Cross-Context Reasoning: LLMs frequently fail to integrate information spanning multiple code regions, architectural contexts, or memory stores, motivating work on new prompting paradigms or inductive biases.
Better Bug Localization: Current heuristics are suboptimal, especially for complex, nonlocal context breaks. Graph-based and hybrid static/dynamic analyses may enhance bug detection and repair selection.
Security in Agentic Systems: Plan and context-chain injections will remain active threats as long as agent state is externally mutable and unverified.

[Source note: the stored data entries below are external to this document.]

//! Error types for companion generation.

use thiserror::Error;

use crate::diagnostics::{self, Diagnostic};
use crate::model::SourceLocation;

/// Reasons generation of one target can fail.
///
/// A failure never crosses targets: the pipeline turns it into a
/// [`Diagnostic`] and moves on.
#[derive(Debug, Clone, PartialEq, Eq, Error)]
pub enum GenerateError {
    /// The target, or an interface it references, has no declaration.
    #[error("type '{name}' could not be resolved")]
    TargetUnresolved {
        /// Unresolved type reference.
        name: String,
        /// Annotation location.
        location: Option<SourceLocation>,
    },

    /// The target cannot host a companion type.
    #[error("type '{name}' cannot have a null object companion: {reason}")]
    NotExtensible {
        /// Target name.
        name: String,
        /// Why the declaration is not eligible.
        reason: String,
        /// Annotation location.
        location: Option<SourceLocation>,
    },

    /// A type, member or parameter name required for emission is empty.
    #[error("required name missing in {context}")]
    RequiredNameMissing {
        /// What was being emitted.
        context: String,
        /// Annotation location.
        location: Option<SourceLocation>,
    },

    /// Anything else: malformed policy argument, unsupported member shape,
    /// colliding output file.
    #[error("unexpected error: {detail}")]
    Unexpected {
        /// Description of the failure.
        detail: String,
        /// Annotation location.
        location: Option<SourceLocation>,
    },
}

/// Result type for generation operations.
pub type GenerateResult<T> = Result<T, GenerateError>;

impl GenerateError {
    /// Shorthand for [`GenerateError::Unexpected`] without a location.
    pub fn unexpected(detail: impl Into<String>) -> Self {
        GenerateError::Unexpected {
            detail: detail.into(),
            location: None,
        }
    }

    /// Location the error is reported at.
    pub fn location(&self) -> Option<&SourceLocation> {
        match self {
            GenerateError::TargetUnresolved { location, .. }
            | GenerateError::NotExtensible { location, .. }
            | GenerateError::RequiredNameMissing { location, .. }
            | GenerateError::Unexpected { location, .. } => location.as_ref(),
        }
    }

    /// Fill in `fallback` when the error carries no location yet.
    pub fn or_location(mut self, fallback: Option<&SourceLocation>) -> Self {
        let slot = match &mut self {
            GenerateError::TargetUnresolved { location, .. }
            | GenerateError::NotExtensible { location, .. }
            | GenerateError::RequiredNameMissing { location, .. }
            | GenerateError::Unexpected { location, .. } => location,
        };
        if slot.is_none() {
            *slot = fallback.cloned();
        }
        self
    }

    /// Convert into the diagnostic reported to the host.
    pub fn to_diagnostic(&self) -> Diagnostic {
        let location = self.location().cloned();
        match self {
            GenerateError::TargetUnresolved { name, .. } => {
                Diagnostic::new(&diagnostics::TARGET_UNRESOLVED, location, vec![name.clone()])
            }
            GenerateError::NotExtensible { name, reason, .. } => Diagnostic::new(
                &diagnostics::NOT_EXTENSIBLE,
                location,
                vec![name.clone(), reason.clone()],
            ),
            GenerateError::RequiredNameMissing { context, .. } => Diagnostic::new(
                &diagnostics::REQUIRED_NAME_MISSING,
                location,
                vec![context.clone()],
            ),
            GenerateError::Unexpected { detail, .. } => {
                Diagnostic::new(&diagnostics::UNEXPECTED, location, vec![detail.clone()])
            }
        }
    }
}

#[cfg(test)]
mod tests {
    use super::*;

    fn location() -> SourceLocation {
        SourceLocation {
            path: "Foo.cs".into(),
            line: 4,
            column: 2,
        }
    }

    #[test]
    fn error_display_messages() {
        let err = GenerateError::TargetUnresolved {
            name: "Demo.IFoo".into(),
            location: None,
        };
        assert_eq!(err.to_string(), "type 'Demo.IFoo' could not be resolved");

        let err = GenerateError::RequiredNameMissing {
            context: "method parameter".into(),
            location: None,
        };
        assert_eq!(err.to_string(), "required name missing in method parameter");

        let err = GenerateError::unexpected("bad flag");
        assert_eq!(err.to_string(), "unexpected error: bad flag");
    }

    #[test]
    fn or_location_keeps_existing_location() {
        let own = SourceLocation {
            path: "Bar.cs".into(),
            line: 1,
            column: 1,
        };
        let err = GenerateError::Unexpected {
            detail: "x".into(),
            location: Some(own.clone()),
        }
        .or_location(Some(&location()));
        assert_eq!(err.location(), Some(&own));

        let err = GenerateError::unexpected("x").or_location(Some(&location()));
        assert_eq!(err.location(), Some(&location()));
    }

    #[test]
    fn diagnostic_ids_per_variant() {
        let cases = [
            (
                GenerateError::Unexpected {
                    detail: "x".into(),
                    location: None,
                },
                "NOG001",
            ),
            (
                GenerateError::TargetUnresolved {
                    name: "x".into(),
                    location: None,
                },
                "NOG002",
            ),
            (
                GenerateError::NotExtensible {
                    name: "x".into(),
                    reason: "static".into(),
                    location: None,
                },
                "NOG003",
            ),
            (
                GenerateError::RequiredNameMissing {
                    context: "x".into(),
                    location: None,
                },
                "NOG004",
            ),
        ];
        for (err, id) in cases {
            assert_eq!(err.to_diagnostic().descriptor.id, id);
        }
    }

    #[test]
    fn error_is_send_sync() {
        fn assert_send_sync<T: Send + Sync>() {}
        assert_send_sync::<GenerateError>();
    }
}
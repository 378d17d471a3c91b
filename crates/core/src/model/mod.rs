//! Data model: the host's compilation, requests, and the extracted per-target
//! member model.

pub mod decl;
pub mod member;
pub mod meta;
pub mod request;

pub use decl::{
    AttributeArgument, AttributeDecl, Compilation, CompilationUnit, MemberDecl, MethodDecl,
    MethodKind, ParameterDecl, PropertyDecl, SourceLocation, TypeDecl, TypeIndex, TypeKind,
};
pub use member::{
    Accessibility, MemberDescriptor, MemberKey, MemberKind, MethodDescriptor, ParameterDescriptor,
    PassingMode, PropertyDescriptor,
};
pub use meta::{TargetKind, TypeMeta};
pub use request::{Marker, NullObjRequest};
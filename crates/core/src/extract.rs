//! Member model extraction.
//!
//! Turns one [`NullObjRequest`] into a [`TypeMeta`]:
//! - resolves and validates the target declaration
//! - decodes the side-effect policy argument
//! - walks the interface closure depth first
//! - collects and deduplicates the members to stub
//! - unions the imports of every contributing source unit

use std::collections::{BTreeSet, HashMap, HashSet};

use tracing::{debug, trace};

use crate::error::{GenerateError, GenerateResult};
use crate::model::decl::normalize_reference;
use crate::model::{
    AttributeArgument, MemberDecl, MemberDescriptor, MemberKey, MethodDescriptor, Marker, NullObjRequest,
    ParameterDescriptor, PropertyDescriptor, SourceLocation, TargetKind, TypeDecl, TypeIndex,
    TypeKind, TypeMeta,
};
use crate::policy::SideEffectPolicy;

/// Build the member model for `request`.
pub fn extract(index: &TypeIndex<'_>, request: &NullObjRequest) -> GenerateResult<TypeMeta> {
    let location = request.location.as_ref();
    let decl = index
        .resolve(&request.target)
        .ok_or_else(|| GenerateError::TargetUnresolved {
            name: request.target.clone(),
            location: location.cloned(),
        })?;

    let kind = check_extensible(decl, request.marker, location)?;

    if decl.name.trim().is_empty() {
        return Err(GenerateError::RequiredNameMissing {
            context: format!("declaration of '{}'", request.target),
            location: location.cloned(),
        });
    }

    let policy = decode_policy(request.policy.as_ref(), location)?;
    let closure = interface_closure(index, decl, kind, location)?;
    let members = collect_members(&closure);
    let imports = collect_imports(index, &closure);

    debug!(
        target = %decl.full_name(),
        interfaces = closure.len(),
        members = members.len(),
        imports = imports.len(),
        %policy,
        "extracted member model"
    );

    Ok(TypeMeta {
        qualified_name: decl.full_name(),
        simple_name: decl.name.clone(),
        namespace: decl.namespace().map(str::to_string),
        accessibility: decl.accessibility,
        kind,
        type_parameters: decl.type_parameters.clone(),
        policy,
        interfaces: closure.iter().map(|entry| entry.reference.clone()).collect(),
        members,
        imports,
        location: location.cloned(),
    })
}

fn check_extensible(
    decl: &TypeDecl,
    marker: Marker,
    location: Option<&SourceLocation>,
) -> GenerateResult<TargetKind> {
    let not_extensible = |reason: String| GenerateError::NotExtensible {
        name: decl.full_name(),
        reason,
        location: location.cloned(),
    };
    match (marker, decl.kind) {
        (Marker::InheritsToNullObj, TypeKind::Class) if decl.is_static => Err(not_extensible(
            "static classes cannot implement interfaces".to_string(),
        )),
        (Marker::InheritsToNullObj, TypeKind::Class) => Ok(TargetKind::Class),
        (Marker::InterfaceToNullObj, TypeKind::Interface) => Ok(TargetKind::Interface),
        (Marker::InheritsToNullObj, other) => Err(not_extensible(format!(
            "{marker} expects a class, found {}",
            other.keyword()
        ))),
        (Marker::InterfaceToNullObj, other) => Err(not_extensible(format!(
            "{marker} expects an interface, found {}",
            other.keyword()
        ))),
    }
}

/// Decode the raw policy argument. No argument means no side effects.
pub fn decode_policy(
    argument: Option<&AttributeArgument>,
    location: Option<&SourceLocation>,
) -> GenerateResult<SideEffectPolicy> {
    let malformed = |detail: String| GenerateError::Unexpected {
        detail,
        location: location.cloned(),
    };
    match argument {
        None => Ok(SideEffectPolicy::NONE),
        Some(AttributeArgument::Int(bits)) => SideEffectPolicy::from_bits(*bits)
            .ok_or_else(|| malformed(format!("malformed side-effect policy value {bits}"))),
        Some(AttributeArgument::Text(expr)) => expr
            .parse()
            .map_err(|err| malformed(format!("malformed side-effect policy: {err}"))),
        Some(AttributeArgument::Other(value)) => Err(malformed(format!(
            "unsupported side-effect policy argument {value}"
        ))),
    }
}

/// One interface of the closure: how it is referenced, and its declaration.
#[derive(Debug)]
struct ClosureEntry<'a> {
    reference: String,
    decl: &'a TypeDecl,
}

fn interface_closure<'a>(
    index: &TypeIndex<'a>,
    target: &'a TypeDecl,
    kind: TargetKind,
    location: Option<&SourceLocation>,
) -> GenerateResult<Vec<ClosureEntry<'a>>> {
    let mut closure = Vec::new();
    let mut seen = HashSet::new();

    match kind {
        TargetKind::Class => {
            let mut visited_classes = HashSet::new();
            let mut current = Some(target);
            while let Some(class) = current {
                if !visited_classes.insert(class.full_name()) {
                    break;
                }
                for reference in &class.interfaces {
                    visit_interface(index, reference, &mut seen, &mut closure, location)?;
                }
                current = class.base_type.as_deref().and_then(|base| {
                    let resolved = index.resolve(base);
                    if resolved.is_none() {
                        debug!(base, "base class not in compilation model; skipping");
                    }
                    resolved
                });
            }
        }
        TargetKind::Interface => {
            let own_reference = target.display_name();
            seen.insert(own_reference.clone());
            for reference in &target.interfaces {
                visit_interface(index, reference, &mut seen, &mut closure, location)?;
            }
            closure.push(ClosureEntry {
                reference: own_reference,
                decl: target,
            });
        }
    }

    Ok(closure)
}

fn visit_interface<'a>(
    index: &TypeIndex<'a>,
    reference: &str,
    seen: &mut HashSet<String>,
    closure: &mut Vec<ClosureEntry<'a>>,
    location: Option<&SourceLocation>,
) -> GenerateResult<()> {
    let reference = normalize_reference(reference);
    if !seen.insert(reference.to_string()) {
        return Ok(());
    }
    let decl = index
        .resolve(reference)
        .ok_or_else(|| GenerateError::TargetUnresolved {
            name: reference.to_string(),
            location: location.cloned(),
        })?;
    closure.push(ClosureEntry {
        reference: reference.to_string(),
        decl,
    });
    for parent in &decl.interfaces {
        visit_interface(index, parent, seen, closure, location)?;
    }
    Ok(())
}

fn collect_members(closure: &[ClosureEntry<'_>]) -> Vec<MemberDescriptor> {
    let mut members: Vec<MemberDescriptor> = Vec::new();
    let mut seen: HashMap<MemberKey, usize> = HashMap::new();

    for entry in closure {
        let declared_in = entry.decl.full_name();
        for member in &entry.decl.members {
            let descriptor = match member {
                MemberDecl::Property(property) => MemberDescriptor::Property(PropertyDescriptor {
                    name: property.name.clone(),
                    accessibility: property.accessibility,
                    ty: property.ty.clone(),
                    has_getter: property.has_getter,
                    has_setter: property.has_setter,
                    declared_in: declared_in.clone(),
                }),
                MemberDecl::Method(method) if method.method_kind.is_property_accessor() => {
                    trace!(interface = %declared_in, method = %method.name, "skipping property accessor");
                    continue;
                }
                MemberDecl::Method(method) => MemberDescriptor::Method(MethodDescriptor {
                    name: method.name.clone(),
                    accessibility: method.accessibility,
                    return_type: method.return_type.clone(),
                    type_parameters: method.type_parameters.clone(),
                    parameters: method
                        .parameters
                        .iter()
                        .map(|param| ParameterDescriptor {
                            ty: param.ty.clone(),
                            name: param.name.clone(),
                            mode: param.mode,
                        })
                        .collect(),
                    declared_in: declared_in.clone(),
                }),
            };
            let key = descriptor.key();
            match seen.get(&key).copied() {
                None => {
                    seen.insert(key, members.len());
                    members.push(descriptor);
                }
                Some(first) => {
                    // A property re-declared with more accessors widens the first one.
                    if let (
                        MemberDescriptor::Property(kept),
                        MemberDescriptor::Property(duplicate),
                    ) = (&mut members[first], &descriptor)
                    {
                        kept.has_getter |= duplicate.has_getter;
                        kept.has_setter |= duplicate.has_setter;
                    }
                    trace!(interface = %declared_in, member = %descriptor.name(), "dropping duplicate member");
                }
            }
        }
    }

    members
}

fn collect_imports(index: &TypeIndex<'_>, closure: &[ClosureEntry<'_>]) -> BTreeSet<String> {
    let mut imports = BTreeSet::new();
    for entry in closure {
        for location in &entry.decl.locations {
            match index.unit(&location.path) {
                Some(unit) => imports.extend(
                    unit.usings
                        .iter()
                        .map(|using| using.trim().to_string())
                        .filter(|using| !using.is_empty()),
                ),
                None => debug!(path = %location.path, "declaring unit not in compilation model"),
            }
        }
    }
    imports
}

Defenses must integrate memory integrity and formal validity at the architectural level (Patlan et al., 18 Jun 2025).
Benchmark Coverage: Existing evaluations are limited to selected perturbation types; richer and more representative CtxBug datasets are critical for driving progress.
IDE and HCI Integration: Real-world deployment will require user-facing code tools that highlight suspicious context-adaptation sites in situ, possibly with interactive repair or warning mechanisms (Dinh et al., 2023).

Research consensus indicates that CtxBugs remain a critical weakness of today's code generation and autonomous agent systems, with best-in-class models resolving at most half of realistic adaptation bugs. Comprehensive progress will require advances in context reasoning, memory integrity, and robust evaluation methodologies (Patlan et al., 18 Jun 2025, Zhang et al., 10 Jan 2026, Dinh et al., 2023, Degano et al., 2013).